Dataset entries
━━━━

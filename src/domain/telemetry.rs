// Telemetry data domain models
use super::error::ChartError;
use serde::Serialize;

/// One day's recording of a single metric.
/// `values[i]` was recorded at `times[i]`.
#[derive(Debug, Clone)]
pub struct TimeSeries {
    pub date: String,
    pub times: Vec<String>,
    pub values: Vec<f64>,
}

impl TimeSeries {
    pub fn new(date: String, times: Vec<String>, values: Vec<f64>) -> Result<Self, ChartError> {
        if times.len() != values.len() {
            return Err(ChartError::InvalidColumn {
                column: "time".to_string(),
                reason: format!(
                    "{} time labels but {} values for {}",
                    times.len(),
                    values.len(),
                    date
                ),
            });
        }

        Ok(Self {
            date,
            times,
            values,
        })
    }

    pub fn len(&self) -> usize {
        self.values.len()
    }

    pub fn ticks(&self) -> TickSet {
        TickSet::from_time_labels(&self.times)
    }
}

#[derive(Debug, Clone, PartialEq, Serialize)]
pub struct Tick {
    pub index: usize,
    pub label: String,
}

/// Hour marks on the positional x axis
#[derive(Debug, Clone, Default, PartialEq, Serialize)]
#[serde(transparent)]
pub struct TickSet {
    ticks: Vec<Tick>,
}

impl TickSet {
    /// A tick sits at every row whose minute field is exactly "00",
    /// labelled with that row's hour field.
    pub fn from_time_labels<S: AsRef<str>>(times: &[S]) -> Self {
        let ticks = times
            .iter()
            .enumerate()
            .filter_map(|(index, time)| {
                let mut fields = time.as_ref().split(':');
                let hour = fields.next()?;
                let minute = fields.next()?;
                (minute == "00").then(|| Tick {
                    index,
                    label: hour.to_string(),
                })
            })
            .collect();

        Self { ticks }
    }

    #[cfg(test)]
    pub fn positions(&self) -> Vec<usize> {
        self.ticks.iter().map(|t| t.index).collect()
    }

    #[cfg(test)]
    pub fn labels(&self) -> Vec<&str> {
        self.ticks.iter().map(|t| t.label.as_str()).collect()
    }

    pub fn len(&self) -> usize {
        self.ticks.len()
    }

    pub fn is_empty(&self) -> bool {
        self.ticks.is_empty()
    }
}
// Backing table abstraction - a lazy query handle over a dataframe source
use crate::domain::error::ChartError;
use async_trait::async_trait;
use serde::Deserialize;
use serde_json::Value;
use std::sync::Arc;

static NULL: Value = Value::Null;

/// Equality predicate on a single column
#[derive(Debug, Clone, PartialEq, Eq)]
pub struct Predicate {
    pub column: String,
    pub value: String,
}

#[derive(Debug, Clone, Default, PartialEq, Eq)]
pub struct TableQuery {
    pub table: String,
    pub predicates: Vec<Predicate>,
    /// Empty means every column
    pub columns: Vec<String>,
}

/// Materialized, row-oriented query result
#[derive(Debug, Clone, Default, Deserialize)]
pub struct Frame {
    pub columns: Vec<String>,
    pub rows: Vec<Vec<Value>>,
}

impl Frame {
    pub fn new(columns: Vec<String>, rows: Vec<Vec<Value>>) -> Self {
        Self { columns, rows }
    }

    pub fn len(&self) -> usize {
        self.rows.len()
    }

    pub fn is_empty(&self) -> bool {
        self.rows.is_empty()
    }

    pub fn column_index(&self, name: &str) -> Result<usize, ChartError> {
        self.columns
            .iter()
            .position(|c| c == name)
            .ok_or_else(|| ChartError::invalid_column(name, "not present in result"))
    }

    fn cells(&self, name: &str) -> Result<impl Iterator<Item = &Value>, ChartError> {
        let idx = self.column_index(name)?;
        Ok(self.rows.iter().map(move |row| row.get(idx).unwrap_or(&NULL)))
    }

    /// Column as labels; numbers are rendered, nulls become empty strings
    pub fn text_column(&self, name: &str) -> Result<Vec<String>, ChartError> {
        self.cells(name)?
            .map(|cell| match cell {
                Value::String(s) => Ok(s.clone()),
                Value::Number(n) => Ok(n.to_string()),
                Value::Null => Ok(String::new()),
                other => Err(ChartError::invalid_column(
                    name,
                    format!("expected a label, found {}", other),
                )),
            })
            .collect()
    }

    /// Column as numbers; nulls become NaN gaps, numeric strings are parsed
    pub fn numeric_column(&self, name: &str) -> Result<Vec<f64>, ChartError> {
        self.cells(name)?
            .map(|cell| match cell {
                Value::Number(n) => n
                    .as_f64()
                    .ok_or_else(|| ChartError::invalid_column(name, format!("{} is not finite", n))),
                Value::String(s) => s.trim().parse::<f64>().map_err(|_| {
                    ChartError::invalid_column(name, format!("'{}' is not a number", s))
                }),
                Value::Null => Ok(f64::NAN),
                other => Err(ChartError::invalid_column(
                    name,
                    format!("expected a number, found {}", other),
                )),
            })
            .collect()
    }
}

#[async_trait]
pub trait TableSource: Send + Sync {
    /// Distinct values of `column` among the rows matching `query`, sorted ascending
    async fn distinct_sorted(&self, query: &TableQuery, column: &str) -> anyhow::Result<Vec<String>>;

    /// Rows matching `query`, projected onto its columns, in recording order
    async fn materialize(&self, query: &TableQuery) -> anyhow::Result<Frame>;
}

/// Immutable handle; `filter` and `select` return narrowed copies
#[derive(Clone)]
pub struct Table {
    source: Arc<dyn TableSource>,
    query: TableQuery,
}

pub fn get_dataframe(source: Arc<dyn TableSource>, name: &str) -> Table {
    Table {
        source,
        query: TableQuery {
            table: name.to_string(),
            ..TableQuery::default()
        },
    }
}

impl Table {
    #[cfg(test)]
    pub fn query(&self) -> &TableQuery {
        &self.query
    }

    pub fn filter(&self, column: &str, value: &str) -> Table {
        let mut query = self.query.clone();
        query.predicates.push(Predicate {
            column: column.to_string(),
            value: value.to_string(),
        });
        Table {
            source: self.source.clone(),
            query,
        }
    }

    pub fn select(&self, columns: &[&str]) -> Table {
        let mut query = self.query.clone();
        query.columns = columns.iter().map(|c| c.to_string()).collect();
        Table {
            source: self.source.clone(),
            query,
        }
    }

    pub async fn distinct_sorted(&self, column: &str) -> anyhow::Result<Vec<String>> {
        self.source.distinct_sorted(&self.query, column).await
    }

    pub async fn materialize(&self) -> anyhow::Result<Frame> {
        self.source.materialize(&self.query).await
    }
}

━━━━

Task details
Return the records above in their entirety, exactly as they appear.

Task solution
filename src/domain/telemetry.rs
// Telemetry data domain models
use super::error::ChartError;
use serde::Serialize;

/// One day's recording of a single metric.
/// `values[i]` was recorded at `times[i]`.
#[derive(Debug, Clone)]
pub struct TimeSeries {
    pub date: String,
    pub times: Vec<String>,
    pub values: Vec<f64>,
}

impl TimeSeries {
    pub fn new(date: String, times: Vec<String>, values: Vec<f64>) -> Result<Self, ChartError> {
        if times.len() != values.len() {
            return Err(ChartError::InvalidColumn {
                column: "time".to_string(),
                reason: format!(
                    "{} time labels but {} values for {}",
                    times.len(),
                    values.len(),
                    date
                ),
            });
        }

        Ok(Self {
            date,
            times,
            values,
        })
    }

    pub fn len(&self) -> usize {
        self.values.len()
    }

    pub fn ticks(&self) -> TickSet {
        TickSet::from_time_labels(&self.times)
    }
}

#[derive(Debug, Clone, PartialEq, Serialize)]
pub struct Tick {
    pub index: usize,
    pub label: String,
}

/// Hour marks on the positional x axis
#[derive(Debug, Clone, Default, PartialEq, Serialize)]
#[serde(transparent)]
pub struct TickSet {
    ticks: Vec<Tick>,
}

impl TickSet {
    /// A tick sits at every row whose minute field is exactly "00",
    /// labelled with that row's hour field.
    pub fn from_time_labels<S: AsRef<str>>(times: &[S]) -> Self {
        let ticks = times
            .iter()
            .enumerate()
            .filter_map(|(index, time)| {
                let mut fields = time.as_ref().split(':');
                let hour = fields.next()?;
                let minute = fields.next()?;
                (minute == "00").then(|| Tick {
                    index,
                    label: hour.to_string(),
                })
            })
            .collect();

        Self { ticks }
    }

    #[cfg(test)]
    pub fn positions(&self) -> Vec<usize> {
        self.ticks.iter().map(|t| t.index).collect()
    }

    #[cfg(test)]
    pub fn labels(&self) -> Vec<&str> {
        self.ticks.iter().map(|t| t.label.as_str()).collect()
    }

    pub fn len(&self) -> usize {
        self.ticks.len()
    }

    pub fn is_empty(&self) -> bool {
        self.ticks.is_empty()
    }
}
// Backing table abstraction - a lazy query handle over a dataframe source
use crate::domain::error::ChartError;
use async_trait::async_trait;
use serde::Deserialize;
use serde_json::Value;
use std::sync::Arc;

static NULL: Value = Value::Null;

/// Equality predicate on a single column
#[derive(Debug, Clone, PartialEq, Eq)]
pub struct Predicate {
    pub column: String,
    pub value: String,
}

#[derive(Debug, Clone, Default, PartialEq, Eq)]
pub struct TableQuery {
    pub table: String,
    pub predicates: Vec<Predicate>,
    /// Empty means every column
    pub columns: Vec<String>,
}

/// Materialized, row-oriented query result
#[derive(Debug, Clone, Default, Deserialize)]
pub struct Frame {
    pub columns: Vec<String>,
    pub rows: Vec<Vec<Value>>,
}

impl Frame {
    pub fn new(columns: Vec<String>, rows: Vec<Vec<Value>>) -> Self {
        Self { columns, rows }
    }

    pub fn len(&self) -> usize {
        self.rows.len()
    }

    pub fn is_empty(&self) -> bool {
        self.rows.is_empty()
    }

    pub fn column_index(&self, name: &str) -> Result<usize, ChartError> {
        self.columns
            .iter()
            .position(|c| c == name)
            .ok_or_else(|| ChartError::invalid_column(name, "not present in result"))
    }

    fn cells(&self, name: &str) -> Result<impl Iterator<Item = &Value>, ChartError> {
        let idx = self.column_index(name)?;
        Ok(self.rows.iter().map(move |row| row.get(idx).unwrap_or(&NULL)))
    }

    /// Column as labels; numbers are rendered, nulls become empty strings
    pub fn text_column(&self, name: &str) -> Result<Vec<String>, ChartError> {
        self.cells(name)?
            .map(|cell| match cell {
                Value::String(s) => Ok(s.clone()),
                Value::Number(n) => Ok(n.to_string()),
                Value::Null => Ok(String::new()),
                other => Err(ChartError::invalid_column(
                    name,
                    format!("expected a label, found {}", other),
                )),
            })
            .collect()
    }

    /// Column as numbers; nulls become NaN gaps, numeric strings are parsed
    pub fn numeric_column(&self, name: &str) -> Result<Vec<f64>, ChartError> {
        self.cells(name)?
            .map(|cell| match cell {
                Value::Number(n) => n
                    .as_f64()
                    .ok_or_else(|| ChartError::invalid_column(name, format!("{} is not finite", n))),
                Value::String(s) => s.trim().parse::<f64>().map_err(|_| {
                    ChartError::invalid_column(name, format!("'{}' is not a number", s))
                }),
                Value::Null => Ok(f64::NAN),
                other => Err(ChartError::invalid_column(
                    name,
                    format!("expected a number, found {}", other),
                )),
            })
            .collect()
    }
}

#[async_trait]
pub trait TableSource: Send + Sync {
    /// Distinct values of `column` among the rows matching `query`, sorted ascending
    async fn distinct_sorted(&self, query: &TableQuery, column: &str) -> anyhow::Result<Vec<String>>;

    /// Rows matching `query`, projected onto its columns, in recording order
    async fn materialize(&self, query: &TableQuery) -> anyhow::Result<Frame>;
}

/// Immutable handle; `filter` and `select` return narrowed copies
#[derive(Clone)]
pub struct Table {
    source: Arc<dyn TableSource>,
    query: TableQuery,
}

pub fn get_dataframe(source: Arc<dyn TableSource>, name: &str) -> Table {
    Table {
        source,
        query: TableQuery {
            table: name.to_string(),
            ..TableQuery::default()
        },
    }
}

impl Table {
    #[cfg(test)]
    pub fn query(&self) -> &TableQuery {
        &self.query
    }

    pub fn filter(&self, column: &str, value: &str) -> Table {
        let mut query = self.query.clone();
        query.predicates.push(Predicate {
            column: column.to_string(),
            value: value.to_string(),
        });
        Table {
            source: self.source.clone(),
            query,
        }
    }

    pub fn select(&self, columns: &[&str]) -> Table {
        let mut query = self.query.clone();
        query.columns = columns.iter().map(|c| c.to_string()).collect();
        Table {
            source: self.source.clone(),
            query,
        }
    }

    pub async fn distinct_sorted(&self, column: &str) -> anyhow::Result<Vec<String>> {
        self.source.distinct_sorted(&self.query, column).await
    }

    pub async fn materialize(&self) -> anyhow::Result<Frame> {
        self.source.materialize(&self.query).await
    }
}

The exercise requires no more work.